Is that too much to write? 
Is that too much for you to read?

That’s just reality sans the sugar coating. It may not be your reality, but for so many of us who have become more than solely parents, it is our reality. I know men who care for their adult daughters during their menstrual cycle, just as I care for my young man with his more personal care needs. Make no mistake, this is reality.

In my advocacy work for disabled children (of all ages) and family carer rights, I’ve been told on more than one occasion that the work carers like me do is merely being a parent. Is it?

As I cleaned, trimmed, clipped, and cared for my beautiful, precious son this morning, I thought a lot about that statement. First off, no, I don’t agree with it. Having said that, when we decide to have a child, there is no guarantee that dream of the healthy baby being born will be the reality. It is always a gamble, a risk, that it won’t happen the way we hope, and I think anyone entering into parenthood should understand those risks and be ready to adapt, just in case life has other plans than the dreams of the pending parent.

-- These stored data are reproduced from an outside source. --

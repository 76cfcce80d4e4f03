//! Configuration management for the Bookish API

use config::{Config, ConfigError, Environment, File};
use serde::Deserialize;
use std::{env, path::PathBuf};

#[derive(Debug, Deserialize, Clone)]
pub struct ServerConfig {
    pub host: String,
    pub port: u16,
}

#[derive(Debug, Deserialize, Clone)]
pub struct StorageConfig {
    /// JSON file holding the whole book collection
    pub path: PathBuf,
}

#[derive(Debug, Deserialize, Clone)]
pub struct LoggingConfig {
    pub level: String,
    /// `pretty` or `json`
    pub format: String,
}

#[derive(Debug, Deserialize, Clone, Default)]
pub struct AppConfig {
    #[serde(default)]
    pub server: ServerConfig,
    #[serde(default)]
    pub storage: StorageConfig,
    #[serde(default)]
    pub logging: LoggingConfig,
}

impl AppConfig {
    /// Load configuration from files and environment variables
    pub fn load() -> Result<Self, ConfigError> {
        let run_mode = env::var("RUN_MODE").unwrap_or_else(|_| "development".into());

        let config = Config::builder()
            .add_source(File::with_name("config/default").required(false))
            .add_source(File::with_name(&format!("config/{}", run_mode)).required(false))
            // Environment variables (with prefix BOOKISH_)
            .add_source(
                Environment::with_prefix("BOOKISH")
                    .separator("_")
                    .try_parsing(true),
            )
            .set_override_option("storage.path", env::var("BOOKS_FILE").ok())?
            .build()?;

        config.try_deserialize()
    }
}

impl Default for ServerConfig {
    fn default() -> Self {
        Self {
            host: "0.0.0.0".to_string(),
            port: 8000,
        }
    }
}

impl Default for StorageConfig {
    fn default() -> Self {
        Self {
            path: PathBuf::from("books.json"),
        }
    }
}

impl Default for LoggingConfig {
    fn default() -> Self {
        Self {
            level: "info".to_string(),
            format: "pretty".to_string(),
        }
    }
}
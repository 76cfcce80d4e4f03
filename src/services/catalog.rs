//! Catalog service: list, lookup, sort and create

use std::sync::Arc;

use crate::{
    error::{AppError, AppResult},
    models::book::{with_status, Book, Collection, Record, SortField, SortOrder},
    repository::CatalogStore,
};

use super::sorting::sort_records;

/// Result of [`CatalogService::create`]
#[derive(Debug, Clone, PartialEq)]
pub enum CreateOutcome {
    Created,
    /// The id is taken; carries the record already stored under it
    AlreadyExists(Record),
}

#[derive(Clone)]
pub struct CatalogService {
    store: Arc<dyn CatalogStore>,
}

impl CatalogService {
    pub fn new(store: Arc<dyn CatalogStore>) -> Self {
        Self { store }
    }

    /// Full collection, as stored
    pub async fn list(&self) -> AppResult<Collection> {
        Ok(self.store.load().await?)
    }

    /// Stored record for `book_id`, with its derived status
    pub async fn get(&self, book_id: &str) -> AppResult<Record> {
        let mut collection = self.store.load().await?;
        collection
            .shift_remove(book_id)
            .map(with_status)
            .ok_or_else(|| AppError::NotFound("book not found".to_string()))
    }

    /// All records ordered by `field`; ids are not part of the output.
    pub async fn sort(&self, field: SortField, order: SortOrder) -> AppResult<Vec<Record>> {
        let collection = self.store.load().await?;
        let records = collection.into_values().collect();
        Ok(sort_records(records, field, order))
    }

    /// Store `book` unless its id is already taken.
    pub async fn create(&self, book: Book) -> AppResult<CreateOutcome> {
        let mut collection = self.store.load().await?;

        if let Some(existing) = collection.get(&book.id) {
            tracing::info!(book_id = %book.id, "Book already in catalog, nothing stored");
            return Ok(CreateOutcome::AlreadyExists(existing.clone()));
        }

        let status = book.status();
        let (id, record) = book
            .into_record()
            .map_err(|e| AppError::Internal(format!("failed to encode book: {}", e)))?;
        collection.insert(id.clone(), record);
        self.store.save(&collection).await?;

        tracing::info!(book_id = %id, %status, "Book created");
        Ok(CreateOutcome::Created)
    }
}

BUT…being a full time carer is vastly different than being a parent to a typically healthy child. 

I think we need more discussions on how to treat parent carers.
There are questions to be asked; reforms to be made.

Should the parent of the child who needs full time care due to severe disabilities have to give up everything when crossing into that grey area from parent to carer? Surely there are other ways that the parent can continue contributing to society and their family with working full time, if that’s what they choose. Why can’t the parent carer be supported with home nursing or nursing in a daycare centre while they are out maintaining their career, their social life, their life as the person they once were before becoming *just a carer* who had to leave themselves behind so to care? Would the government (as some do in other countries) not see that it is to their benefit as well to support an active, contributing, member of society via nursing care during work hours? More jobs. More income. More taxes coming in. Less social welfare. It just might also result in carer parents who would have less struggles with depression and physical health issues related to being confined to home caring 24/7, which would in turn also save money from the public purse down the road.

As I float unseen in that grey area between being a parent and a carer, having left my former self behind, it all seems so achievable and logical to me. I wonder if it is?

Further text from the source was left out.